[Work instruction] Count the lines that contain the string "linearity" in the records beneath, and respond with the number only.

[Extracted material]

== Segment start ==

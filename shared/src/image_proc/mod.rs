//! Image processing for background and signal-to-noise analysis.
//!
//! # Module Organization
//!
//! - **background**: iterative sigma-clipped background level and noise
//! - **snr**: per-pixel SNR from a science image and a noise map
//! - **linearity**: SNR-versus-signal diagnostic against the Poisson ideal
//! - **symlog**: symmetric log normalization used to display SNR images
//! - **contour**: marching-squares iso-contours
//! - **noise**: seeded synthetic noise fields

pub mod background;
pub mod contour;
pub mod linearity;
pub mod noise;
pub mod snr;
pub mod symlog;

pub use background::{
    estimate_background, mode_value_mask, subtract_level, BackgroundConfig, BackgroundError,
    BackgroundEstimate,
};
pub use contour::{contour_lines, contour_segments, ContourLine, Segment};
pub use linearity::{linearity_diagnostic, LinearityAnalysis, LinearityPoint};
pub use snr::{compute_snr, SigmaLevels, SnrError};
pub use symlog::SymLogNorm;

== Segment end ==

[The answer] 3